▶ _REQUIRED ACTION_: The answer must be a single number, namely how many lines in the entries below contain the string "store".

----------------

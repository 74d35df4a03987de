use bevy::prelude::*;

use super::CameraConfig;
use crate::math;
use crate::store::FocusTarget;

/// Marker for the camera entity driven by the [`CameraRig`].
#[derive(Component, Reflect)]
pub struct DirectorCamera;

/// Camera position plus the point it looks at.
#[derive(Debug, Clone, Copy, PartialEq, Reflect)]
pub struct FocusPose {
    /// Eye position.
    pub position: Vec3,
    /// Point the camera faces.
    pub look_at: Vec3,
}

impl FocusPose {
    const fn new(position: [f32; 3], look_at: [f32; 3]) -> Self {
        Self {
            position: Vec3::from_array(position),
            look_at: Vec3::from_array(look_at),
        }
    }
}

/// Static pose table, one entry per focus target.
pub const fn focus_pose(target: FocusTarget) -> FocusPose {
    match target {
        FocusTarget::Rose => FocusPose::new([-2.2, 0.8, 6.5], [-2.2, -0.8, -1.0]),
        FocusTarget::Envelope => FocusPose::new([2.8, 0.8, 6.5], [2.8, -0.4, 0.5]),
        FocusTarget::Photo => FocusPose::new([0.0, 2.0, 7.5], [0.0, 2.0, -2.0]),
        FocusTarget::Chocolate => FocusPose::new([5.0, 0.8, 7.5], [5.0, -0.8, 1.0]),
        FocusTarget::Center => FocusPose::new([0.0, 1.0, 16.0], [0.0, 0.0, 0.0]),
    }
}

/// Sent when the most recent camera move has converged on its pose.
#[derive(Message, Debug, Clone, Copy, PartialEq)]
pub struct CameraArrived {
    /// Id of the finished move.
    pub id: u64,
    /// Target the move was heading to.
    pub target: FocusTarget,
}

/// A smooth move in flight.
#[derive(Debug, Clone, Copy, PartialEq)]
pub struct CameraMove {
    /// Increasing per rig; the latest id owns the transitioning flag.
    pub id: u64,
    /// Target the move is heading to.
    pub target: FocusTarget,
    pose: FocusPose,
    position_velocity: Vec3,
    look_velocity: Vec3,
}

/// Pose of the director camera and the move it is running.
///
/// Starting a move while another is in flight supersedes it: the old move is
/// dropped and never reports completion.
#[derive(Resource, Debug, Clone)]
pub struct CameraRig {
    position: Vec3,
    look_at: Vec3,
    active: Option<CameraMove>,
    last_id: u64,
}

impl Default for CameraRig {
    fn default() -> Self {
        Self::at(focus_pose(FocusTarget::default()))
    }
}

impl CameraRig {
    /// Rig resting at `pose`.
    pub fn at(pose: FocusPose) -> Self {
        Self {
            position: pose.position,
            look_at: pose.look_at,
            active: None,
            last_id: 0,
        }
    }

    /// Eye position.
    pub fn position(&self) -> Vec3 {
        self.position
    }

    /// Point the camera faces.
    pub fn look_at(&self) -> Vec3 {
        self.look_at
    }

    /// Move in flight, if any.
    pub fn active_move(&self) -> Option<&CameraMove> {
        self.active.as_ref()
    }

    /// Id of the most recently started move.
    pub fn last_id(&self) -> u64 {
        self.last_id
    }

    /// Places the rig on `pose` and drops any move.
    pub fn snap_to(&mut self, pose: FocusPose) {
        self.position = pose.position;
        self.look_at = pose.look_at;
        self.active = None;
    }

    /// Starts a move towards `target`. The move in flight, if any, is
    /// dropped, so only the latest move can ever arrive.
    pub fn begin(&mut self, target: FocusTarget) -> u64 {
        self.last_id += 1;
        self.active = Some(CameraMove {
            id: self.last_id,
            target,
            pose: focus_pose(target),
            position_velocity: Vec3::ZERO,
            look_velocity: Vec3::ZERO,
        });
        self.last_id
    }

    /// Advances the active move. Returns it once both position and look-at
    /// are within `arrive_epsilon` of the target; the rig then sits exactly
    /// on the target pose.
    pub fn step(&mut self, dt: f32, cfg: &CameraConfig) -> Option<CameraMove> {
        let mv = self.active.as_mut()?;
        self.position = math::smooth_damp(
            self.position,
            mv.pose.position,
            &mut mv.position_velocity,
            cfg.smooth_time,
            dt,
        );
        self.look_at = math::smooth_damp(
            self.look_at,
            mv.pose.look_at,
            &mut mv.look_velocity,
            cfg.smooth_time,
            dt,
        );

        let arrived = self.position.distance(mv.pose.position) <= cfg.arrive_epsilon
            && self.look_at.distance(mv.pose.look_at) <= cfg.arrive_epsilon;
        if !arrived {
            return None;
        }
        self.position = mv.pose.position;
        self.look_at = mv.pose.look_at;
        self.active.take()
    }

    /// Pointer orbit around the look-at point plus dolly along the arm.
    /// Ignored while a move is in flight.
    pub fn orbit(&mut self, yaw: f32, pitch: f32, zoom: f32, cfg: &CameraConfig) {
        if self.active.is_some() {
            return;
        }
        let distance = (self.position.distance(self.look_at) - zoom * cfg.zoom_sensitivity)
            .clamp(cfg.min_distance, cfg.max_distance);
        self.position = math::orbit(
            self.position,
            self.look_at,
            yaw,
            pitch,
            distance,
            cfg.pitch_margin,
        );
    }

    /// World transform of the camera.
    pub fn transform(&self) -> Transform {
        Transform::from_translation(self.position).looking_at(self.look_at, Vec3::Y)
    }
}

----------------

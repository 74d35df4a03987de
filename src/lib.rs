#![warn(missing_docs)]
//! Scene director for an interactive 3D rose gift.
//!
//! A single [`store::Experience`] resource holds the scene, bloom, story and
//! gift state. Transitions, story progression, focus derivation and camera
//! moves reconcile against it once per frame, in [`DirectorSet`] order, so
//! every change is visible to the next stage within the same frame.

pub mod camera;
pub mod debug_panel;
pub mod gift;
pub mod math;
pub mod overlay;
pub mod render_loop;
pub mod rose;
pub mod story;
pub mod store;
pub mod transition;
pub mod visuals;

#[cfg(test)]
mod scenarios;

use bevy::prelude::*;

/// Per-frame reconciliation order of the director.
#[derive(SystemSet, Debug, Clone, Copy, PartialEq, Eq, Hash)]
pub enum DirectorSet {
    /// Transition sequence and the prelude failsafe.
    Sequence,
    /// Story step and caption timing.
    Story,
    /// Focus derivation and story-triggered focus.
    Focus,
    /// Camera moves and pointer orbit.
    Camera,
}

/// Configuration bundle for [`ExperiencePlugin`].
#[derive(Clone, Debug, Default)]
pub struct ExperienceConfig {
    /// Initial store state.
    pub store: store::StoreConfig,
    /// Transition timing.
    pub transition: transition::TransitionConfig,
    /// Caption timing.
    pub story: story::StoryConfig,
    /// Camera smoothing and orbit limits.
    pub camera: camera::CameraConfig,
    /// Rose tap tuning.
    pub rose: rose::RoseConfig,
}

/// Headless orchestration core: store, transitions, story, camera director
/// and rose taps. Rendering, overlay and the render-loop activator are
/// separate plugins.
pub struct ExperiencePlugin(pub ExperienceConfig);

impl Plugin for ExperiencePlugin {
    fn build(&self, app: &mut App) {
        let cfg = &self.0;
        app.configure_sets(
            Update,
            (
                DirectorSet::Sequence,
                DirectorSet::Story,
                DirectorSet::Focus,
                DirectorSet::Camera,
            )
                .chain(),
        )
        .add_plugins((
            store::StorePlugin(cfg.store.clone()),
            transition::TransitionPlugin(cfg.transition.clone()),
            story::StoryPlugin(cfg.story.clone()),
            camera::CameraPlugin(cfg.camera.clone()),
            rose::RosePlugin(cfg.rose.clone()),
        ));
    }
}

----------------

▶ _FINISHED EXERCISE_: 7